The novel is sentimental but not cloying, thanks to the humor that runs throughout the story.  Re-reading the book this summer, at the age of 48, I found myself identifying less with Margaret and more with her mother and grandmother, two independent women in an age when independent women were something of a rarity.  Like Margaret’s mother, Sophia, I’m the mother of an indulged only child.  Like Sophia, my life is shifting as my child prepares to head out into the world on his own.  Reading the novel found me thinking about the changes I’ve experienced in the last twenty-plus years.  I’m as fiercely independent as Charlie Kate, Sophia, and Margaret.  In some respects, it’s easier for me to be that way.  But though we are more common in the 21st century than the 20th century, we independent women know that there are still plenty of unspoken rules about what we can say and what we can do.  There are expectations about how we are supposed to think about our place in society; our accomplishments can still be grudgingly honored or ignored all-together.  We're supposed to ignore that.  In this way, I expect that the Birch women would find themselves right at home in 2016.
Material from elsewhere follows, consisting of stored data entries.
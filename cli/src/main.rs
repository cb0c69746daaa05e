//! mdreflow CLI - reflow extracted text fragments into Markdown

use std::fs;
use std::path::{Path, PathBuf};

use clap::{Parser, Subcommand};
use colored::Colorize;
use log::debug;

use mdreflow::{
    load_document, render, HeightBaseline, JsonFormat, PageSelection, RenderOptions,
};

#[derive(Parser)]
#[command(name = "mdreflow")]
#[command(author = "iyulab")]
#[command(version)]
#[command(about = "Reflow extracted text fragments into Markdown", long_about = None)]
struct Cli {
    #[command(subcommand)]
    command: Commands,
}

#[derive(Subcommand)]
enum Commands {
    /// Convert a fragment dump to Markdown
    #[command(alias = "md")]
    Markdown {
        /// Input fragment dump (JSON)
        #[arg(value_name = "FILE")]
        input: PathBuf,

        /// Output file (stdout if not specified)
        #[arg(short, long, value_name = "FILE")]
        output: Option<PathBuf>,

        /// Page range (e.g., "1-10", "1,3,5")
        #[arg(long)]
        pages: Option<String>,

        /// Flush trailing sidebar content instead of dropping it
        #[arg(long)]
        flush_sidebar: bool,
    },

    /// Convert a fragment dump to per-page JSON
    Json {
        /// Input fragment dump (JSON)
        #[arg(value_name = "FILE")]
        input: PathBuf,

        /// Output file (stdout if not specified)
        #[arg(short, long, value_name = "FILE")]
        output: Option<PathBuf>,

        /// Output compact JSON
        #[arg(long)]
        compact: bool,

        /// Page range (e.g., "1-10", "1,3,5")
        #[arg(long)]
        pages: Option<String>,

        /// Flush trailing sidebar content instead of dropping it
        #[arg(long)]
        flush_sidebar: bool,
    },

    /// Show fragment dump information
    Info {
        /// Input fragment dump (JSON)
        #[arg(value_name = "FILE")]
        input: PathBuf,
    },
}

fn main() {
    env_logger::init();

    let cli = Cli::parse();

    let result = match cli.command {
        Commands::Markdown {
            input,
            output,
            pages,
            flush_sidebar,
        } => cmd_markdown(&input, output.as_deref(), pages.as_deref(), flush_sidebar),
        Commands::Json {
            input,
            output,
            compact,
            pages,
            flush_sidebar,
        } => cmd_json(
            &input,
            output.as_deref(),
            compact,
            pages.as_deref(),
            flush_sidebar,
        ),
        Commands::Info { input } => cmd_info(&input),
    };

    if let Err(e) = result {
        eprintln!("{}: {}", "Error".red().bold(), e);
        std::process::exit(1);
    }
}

fn build_options(pages: Option<&str>, flush_sidebar: bool) -> mdreflow::Result<RenderOptions> {
    let page_selection = match pages {
        Some(p) => PageSelection::parse(p)?,
        None => PageSelection::All,
    };

    Ok(RenderOptions::new()
        .with_pages(page_selection)
        .with_flush_trailing_sidebar(flush_sidebar))
}

fn cmd_markdown(
    input: &Path,
    output: Option<&Path>,
    pages: Option<&str>,
    flush_sidebar: bool,
) -> mdreflow::Result<()> {
    let options = build_options(pages, flush_sidebar)?;
    let doc = load_document(input)?;
    debug!("loaded {} pages from {}", doc.page_count(), input.display());
    let markdown = render::to_markdown(&doc, &options)?;

    write_output(output, &markdown)
}

fn cmd_json(
    input: &Path,
    output: Option<&Path>,
    compact: bool,
    pages: Option<&str>,
    flush_sidebar: bool,
) -> mdreflow::Result<()> {
    let options = build_options(pages, flush_sidebar)?;
    let format = if compact {
        JsonFormat::Compact
    } else {
        JsonFormat::Pretty
    };

    let doc = load_document(input)?;
    debug!("loaded {} pages from {}", doc.page_count(), input.display());
    let json = render::to_page_json(&doc, &options, format)?;

    write_output(output, &json)
}

fn cmd_info(input: &Path) -> mdreflow::Result<()> {
    let doc = load_document(input)?;
    let baseline = HeightBaseline::of_document(&doc);

    println!("{}", "Document".green().bold());
    println!("  Pages:     {}", doc.page_count());
    println!("  Fragments: {}", doc.fragment_count());

    println!("{}", "Height baseline".green().bold());
    if baseline.is_empty() {
        println!("  (no fragment carries glyph height)");
    } else {
        println!("  Mean:      {:.2}", baseline.mean);
        println!("  Std dev:   {:.2}", baseline.std_dev);
    }

    Ok(())
}

fn write_output(output: Option<&Path>, content: &str) -> mdreflow::Result<()> {
    match output {
        Some(path) => {
            fs::write(path, content)?;
            println!("{} {}", "Saved to".green(), path.display());
        }
        None => println!("{}", content),
    }
    Ok(())
}
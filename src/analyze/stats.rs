//! Height statistics over a fragment sample.

use crate::model::{ExtractedDocument, TextFragment};

/// Per-character height distribution of a classification scope.
///
/// A fragment of character length L with height H contributes H exactly
/// L times to the sample, so long runs of a given size dominate the
/// statistic. Fragments without a positive height are skipped. An empty
/// sample yields NaN mean and standard deviation; every threshold
/// comparison against a NaN baseline is false, which routes such
/// documents onto the height-less classification path.
#[derive(Debug, Clone, Copy, PartialEq)]
pub struct HeightBaseline {
    /// Arithmetic mean of per-character heights
    pub mean: f64,
    /// Population standard deviation of per-character heights
    pub std_dev: f64,
}

impl HeightBaseline {
    /// Compute the baseline over a fragment sequence.
    pub fn from_fragments<'a, I>(fragments: I) -> Self
    where
        I: IntoIterator<Item = &'a TextFragment>,
    {
        let sample: Vec<(f64, usize)> = fragments
            .into_iter()
            .filter(|f| f.has_height())
            .map(|f| (f.height, f.char_len()))
            .collect();

        let count: usize = sample.iter().map(|(_, len)| len).sum();
        let mean = sample
            .iter()
            .map(|(height, len)| height * *len as f64)
            .sum::<f64>()
            / count as f64;
        let variance = sample
            .iter()
            .map(|(height, len)| *len as f64 * (height - mean).powi(2))
            .sum::<f64>()
            / count as f64;

        Self {
            mean,
            std_dev: variance.sqrt(),
        }
    }

    /// Compute the document-wide baseline over all pages.
    pub fn of_document(doc: &ExtractedDocument) -> Self {
        Self::from_fragments(doc.fragments())
    }

    /// Check whether the sample was empty (no fragment carried height).
    pub fn is_empty(&self) -> bool {
        self.mean.is_nan()
    }
}
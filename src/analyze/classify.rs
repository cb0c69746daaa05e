//! Role classification for text fragments.

use serde::{Deserialize, Serialize};

use super::HeightBaseline;
use crate::model::TextFragment;

/// The inferred structural category of a fragment.
#[derive(Debug, Clone, Copy, PartialEq, Eq, Serialize, Deserialize)]
#[serde(rename_all = "snake_case")]
pub enum Role {
    /// Top-level heading (well above the height baseline)
    Heading1,
    /// Second-level heading
    Heading2,
    /// Body paragraph text
    Paragraph,
    /// Marginal content: small or rotated text, rendered as a blockquote
    Sidebar,
    /// Non-glyph spacer carrying no height
    Spacer,
}

impl Role {
    /// Check if this role is the sidebar side-channel.
    pub fn is_sidebar(&self) -> bool {
        matches!(self, Role::Sidebar)
    }

    /// Check if this role contributes no visible block of its own.
    pub fn is_spacer(&self) -> bool {
        matches!(self, Role::Spacer)
    }
}

/// Thresholds for role classification.
///
/// Heading and sidebar cutoffs are expressed in standard deviations from
/// the per-character height mean; the rotation threshold is in degrees.
#[derive(Debug, Clone)]
pub struct ClassifierConfig {
    /// Heights above mean + h1_sigma * std_dev become level-1 headings
    pub h1_sigma: f64,

    /// Heights above mean + h2_sigma * std_dev become level-2 headings
    pub h2_sigma: f64,

    /// Heights below mean - sidebar_sigma * std_dev become sidebar content
    pub sidebar_sigma: f64,

    /// Rotation (degrees) at or beyond which text is forced to sidebar
    pub rotation_threshold: f64,
}

impl ClassifierConfig {
    /// Create a config with default thresholds.
    pub fn new() -> Self {
        Self::default()
    }

    /// Set the level-1 heading threshold in standard deviations.
    pub fn with_h1_sigma(mut self, sigma: f64) -> Self {
        self.h1_sigma = sigma;
        self
    }

    /// Set the level-2 heading threshold in standard deviations.
    pub fn with_h2_sigma(mut self, sigma: f64) -> Self {
        self.h2_sigma = sigma;
        self
    }

    /// Set the sidebar threshold in standard deviations.
    pub fn with_sidebar_sigma(mut self, sigma: f64) -> Self {
        self.sidebar_sigma = sigma;
        self
    }

    /// Set the rotation threshold in degrees.
    pub fn with_rotation_threshold(mut self, degrees: f64) -> Self {
        self.rotation_threshold = degrees;
        self
    }
}

impl Default for ClassifierConfig {
    fn default() -> Self {
        Self {
            h1_sigma: 3.0,
            h2_sigma: 2.0,
            sidebar_sigma: 1.0,
            rotation_threshold: 35.0,
        }
    }
}

/// One classified fragment, tagged with its block-boundary relation.
#[derive(Debug, Clone, PartialEq, Eq)]
pub struct BlockOp {
    /// Whether this op continues the previous visual block
    pub continuation: bool,

    /// Structural role of the fragment
    pub role: Role,

    /// The fragment's text
    pub text: String,
}

/// Assign a role to a single fragment.
///
/// Height thresholds are checked in strict priority order; rotated text
/// is always sidebar content regardless of height. NaN baselines (empty
/// height sample) fail every comparison, so fragments fall through to
/// the height-derived default.
pub fn classify_fragment(
    fragment: &TextFragment,
    baseline: &HeightBaseline,
    config: &ClassifierConfig,
) -> Role {
    if fragment
        .transform
        .rotation_exceeds(config.rotation_threshold)
    {
        return Role::Sidebar;
    }

    let height = fragment.height;
    if height > baseline.mean + config.h1_sigma * baseline.std_dev {
        Role::Heading1
    } else if height > baseline.mean + config.h2_sigma * baseline.std_dev {
        Role::Heading2
    } else if height > 0.0 && height < baseline.mean - config.sidebar_sigma * baseline.std_dev {
        Role::Sidebar
    } else if height > 0.0 {
        Role::Paragraph
    } else {
        Role::Spacer
    }
}

/// Classify an ordered fragment sequence into a block-op stream.
///
/// A fragment starts a new block exactly when the previous fragment both
/// ended its line and had empty text; textful line ends merely wrap. The
/// first fragment always starts a new block.
pub fn classify<'a, I>(
    fragments: I,
    baseline: &HeightBaseline,
    config: &ClassifierConfig,
) -> Vec<BlockOp>
where
    I: IntoIterator<Item = &'a TextFragment>,
{
    let mut ops = Vec::new();
    let mut continuation = false;

    for fragment in fragments {
        ops.push(BlockOp {
            continuation,
            role: classify_fragment(fragment, baseline, config),
            text: fragment.text.clone(),
        });
        continuation = !(fragment.ends_line && fragment.text.is_empty());
    }

    ops
}

#[cfg(test)]
mod tests {
    use super::*;
    use crate::model::Transform;

    fn baseline(mean: f64, std_dev: f64) -> HeightBaseline {
        HeightBaseline { mean, std_dev }
    }

    #[test]
    fn test_threshold_ladder() {
        let base = baseline(10.0, 1.0);
        let config = ClassifierConfig::default();
        let role = |h: f64| classify_fragment(&TextFragment::new("x", h), &base, &config);

        assert_eq!(role(13.5), Role::Heading1);
        assert_eq!(role(12.5), Role::Heading2);
        assert_eq!(role(10.0), Role::Paragraph);
        assert_eq!(role(8.5), Role::Sidebar);
        assert_eq!(role(0.0), Role::Spacer);
    }

    #[test]
    fn test_thresholds_are_strict() {
        // A height exactly on a cutoff never receives the higher role.
        let base = baseline(10.0, 1.0);
        let config = ClassifierConfig::default();
        let role = |h: f64| classify_fragment(&TextFragment::new("x", h), &base, &config);

        assert_eq!(role(13.0), Role::Heading2);
        assert_eq!(role(12.0), Role::Paragraph);
        assert_eq!(role(9.0), Role::Paragraph);
    }

    #[test]
    fn test_rotation_overrides_height() {
        let base = baseline(10.0, 1.0);
        let config = ClassifierConfig::default();
        let rotated = TextFragment::new("big but sideways", 20.0)
            .with_transform(Transform::rotation(90.0));
        assert_eq!(classify_fragment(&rotated, &base, &config), Role::Sidebar);

        let slightly = TextFragment::new("nearly upright", 20.0)
            .with_transform(Transform::rotation(10.0));
        assert_eq!(classify_fragment(&slightly, &base, &config), Role::Heading1);
    }

    #[test]
    fn test_nan_baseline_falls_through() {
        let base = baseline(f64::NAN, f64::NAN);
        let config = ClassifierConfig::default();

        let with_height = TextFragment::new("x", 12.0);
        assert_eq!(
            classify_fragment(&with_height, &base, &config),
            Role::Paragraph
        );

        let without = TextFragment::paragraph_break();
        assert_eq!(classify_fragment(&without, &base, &config), Role::Spacer);
    }

    #[test]
    fn test_classification_is_pure() {
        let base = baseline(10.0, 2.0);
        let config = ClassifierConfig::default();
        let fragment = TextFragment::new("same", 15.0);
        let first = classify_fragment(&fragment, &base, &config);
        let second = classify_fragment(&fragment, &base, &config);
        assert_eq!(first, second);
    }

    #[test]
    fn test_continuation_tagging() {
        let base = baseline(10.0, 0.0);
        let config = ClassifierConfig::default();
        let fragments = vec![
            TextFragment::new("wraps", 10.0).with_ends_line(true),
            TextFragment::new("still same block", 10.0),
            TextFragment::paragraph_break(),
            TextFragment::new("new block", 10.0),
        ];

        let ops = classify(&fragments, &base, &config);
        let flags: Vec<bool> = ops.iter().map(|op| op.continuation).collect();
        // A textful line end wraps; only the empty line-ending marker breaks.
        assert_eq!(flags, vec![false, true, true, false]);
    }

    #[test]
    fn test_custom_config_thresholds() {
        let base = baseline(10.0, 1.0);
        let config = ClassifierConfig::new()
            .with_h1_sigma(1.0)
            .with_h2_sigma(0.5)
            .with_rotation_threshold(5.0);

        let tall = TextFragment::new("x", 11.5);
        assert_eq!(classify_fragment(&tall, &base, &config), Role::Heading1);

        let tilted = TextFragment::new("x", 10.0).with_transform(Transform::rotation(6.0));
        assert_eq!(classify_fragment(&tilted, &base, &config), Role::Sidebar);
    }
}
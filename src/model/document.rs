//! Document-level types.

use super::{PageFragments, TextFragment};
use serde::{Deserialize, Serialize};

/// All text fragments of a document, grouped by page.
///
/// Deserializes from either of the shapes extractors produce: an object
/// with a `pages` array, or a bare array of per-page fragment arrays
/// (pages then numbered 1..N in order).
#[derive(Debug, Clone, Default, Serialize, Deserialize)]
#[serde(from = "DocumentRepr")]
pub struct ExtractedDocument {
    /// Pages in the document
    pub pages: Vec<PageFragments>,
}

impl ExtractedDocument {
    /// Create a new empty document.
    pub fn new() -> Self {
        Self { pages: Vec::new() }
    }

    /// Create a document from a list of pages.
    pub fn from_pages(pages: Vec<PageFragments>) -> Self {
        Self { pages }
    }

    /// Add a page to the document.
    pub fn add_page(&mut self, page: PageFragments) {
        self.pages.push(page);
    }

    /// Get the number of pages in the document.
    pub fn page_count(&self) -> u32 {
        self.pages.len() as u32
    }

    /// Get a page by number (1-indexed).
    pub fn get_page(&self, page_num: u32) -> Option<&PageFragments> {
        self.pages.iter().find(|p| p.number == page_num)
    }

    /// Iterate over all fragments of the document in page order.
    pub fn fragments(&self) -> impl Iterator<Item = &TextFragment> {
        self.pages.iter().flat_map(|p| p.fragments.iter())
    }

    /// Get the total number of fragments across all pages.
    pub fn fragment_count(&self) -> usize {
        self.pages.iter().map(|p| p.fragments.len()).sum()
    }

    /// Check if the document has any pages.
    pub fn is_empty(&self) -> bool {
        self.pages.is_empty()
    }
}

#[derive(Deserialize)]
#[serde(untagged)]
enum DocumentRepr {
    Pages { pages: Vec<PageFragments> },
    Nested(Vec<Vec<TextFragment>>),
}

impl From<DocumentRepr> for ExtractedDocument {
    fn from(repr: DocumentRepr) -> Self {
        match repr {
            DocumentRepr::Pages { pages } => Self { pages },
            DocumentRepr::Nested(pages) => Self {
                pages: pages
                    .into_iter()
                    .enumerate()
                    .map(|(i, fragments)| PageFragments::from_fragments(i as u32 + 1, fragments))
                    .collect(),
            },
        }
    }
}

#[cfg(test)]
mod tests {
    use super::*;

    #[test]
    fn test_document_new() {
        let doc = ExtractedDocument::new();
        assert!(doc.is_empty());
        assert_eq!(doc.page_count(), 0);
        assert_eq!(doc.fragment_count(), 0);
    }

    #[test]
    fn test_fragments_span_pages() {
        let mut doc = ExtractedDocument::new();
        doc.add_page(PageFragments::from_fragments(
            1,
            vec![TextFragment::new("a", 10.0), TextFragment::new("b", 10.0)],
        ));
        doc.add_page(PageFragments::from_fragments(
            2,
            vec![TextFragment::new("c", 10.0)],
        ));

        assert_eq!(doc.fragment_count(), 3);
        let texts: Vec<&str> = doc.fragments().map(|f| f.text.as_str()).collect();
        assert_eq!(texts, vec!["a", "b", "c"]);
    }

    #[test]
    fn test_get_page_by_number() {
        let doc = ExtractedDocument::from_pages(vec![PageFragments::new(3), PageFragments::new(7)]);
        assert_eq!(doc.get_page(7).map(|p| p.number), Some(7));
        assert!(doc.get_page(1).is_none());
    }

    #[test]
    fn test_deserialize_pages_object() {
        let json = r#"{"pages": [{"number": 2, "fragments": [{"text": "x", "height": 9.0}]}]}"#;
        let doc: ExtractedDocument = serde_json::from_str(json).unwrap();
        assert_eq!(doc.page_count(), 1);
        assert_eq!(doc.pages[0].number, 2);
        assert_eq!(doc.pages[0].fragments[0].text, "x");
    }

    #[test]
    fn test_deserialize_nested_arrays() {
        let json = r#"[[{"str": "a", "height": 10}], [{"str": "b", "height": 10}]]"#;
        let doc: ExtractedDocument = serde_json::from_str(json).unwrap();
        assert_eq!(doc.page_count(), 2);
        assert_eq!(doc.pages[0].number, 1);
        assert_eq!(doc.pages[1].number, 2);
        assert_eq!(doc.pages[1].fragments[0].text, "b");
    }
}
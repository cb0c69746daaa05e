//! Page-level types.

use super::TextFragment;
use serde::{Deserialize, Serialize};

/// The extracted text fragments of a single page, in reading order.
#[derive(Debug, Clone, Default, Serialize, Deserialize)]
pub struct PageFragments {
    /// Page number (1-indexed)
    pub number: u32,

    /// Fragments on the page, in extractor order
    pub fragments: Vec<TextFragment>,
}

impl PageFragments {
    /// Create an empty page.
    pub fn new(number: u32) -> Self {
        Self {
            number,
            fragments: Vec::new(),
        }
    }

    /// Create a page from a fragment sequence.
    pub fn from_fragments(number: u32, fragments: Vec<TextFragment>) -> Self {
        Self { number, fragments }
    }

    /// Append a fragment to the page.
    pub fn push(&mut self, fragment: TextFragment) {
        self.fragments.push(fragment);
    }

    /// Check if the page has no fragments.
    pub fn is_empty(&self) -> bool {
        self.fragments.is_empty()
    }

    /// Get the number of fragments on the page.
    pub fn fragment_count(&self) -> usize {
        self.fragments.len()
    }
}

/// The rendered markdown of one page, as emitted in per-page mode.
#[derive(Debug, Clone, PartialEq, Eq, Serialize, Deserialize)]
pub struct PageContent {
    /// Page number (1-indexed)
    pub page: u32,

    /// Rendered markdown content
    pub content: String,
}

impl PageContent {
    /// Create a page content record.
    pub fn new(page: u32, content: impl Into<String>) -> Self {
        Self {
            page,
            content: content.into(),
        }
    }
}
The South is practically a fourth character in the novel.  When I first read it, I was living in the South myself and I very much desired to stay there.  A job would ultimately take me to the Midwest in 1994.  I’ve lived in the Northeast since 2002, but I’ve never lost my affection for the South.  The only time in my life I’ve ever been homesick was in 1997, when I spent my last summer in Nashville and reconciled myself to a life lived outside of Dixie, at least for a while.  I’ve not yet returned to the South but this reading of Charms for the Easy Life found me homesick for the South and all of its quirky charms.  

A familiar book is a companion throughout life, offering comfort and lessons in equal measure.  Fittingly, this Kaye Gibbons novel is a charm, if not for an easy life, then at least for a thoughtfully-considered one.  I’ll take it.




Sunday, July 24, 2016

Home Sweet Home

Later today, JT returns home.  He’s been gone two weeks and both Lucy the cat and I have missed him something fierce.  Only one of us has stood in his bedroom and cried in a forlorn fashion, perhaps because the other of us has to work and run the household even in the boy’s absence.  But man, have I felt Lucy’s angst.


Hurry home, sweet boy.  Your squad has missed you.

Tuesday, July 19, 2016

Grand Old Shouting Match

The first election to which I paid close attention was in 1984.  That year, I was 16 year old and excited at the prospect that the first woman might be elected Vice President.  I worked for the campaign that fall; I believed in the ideas of Walter Mondale as much as I was excited to have a woman on the ticket.  On election day, I was crushed when the returns poured in and Ronald Reagan won a landslide re-election.  My dad likes to joke that only I and Walter Mondale thought he would win that year and that even Mondale knew better in his heart of hearts.  That’s probably true.  But even though my candidate lost, I woke up the next morning still determined to believe in something greater than myself.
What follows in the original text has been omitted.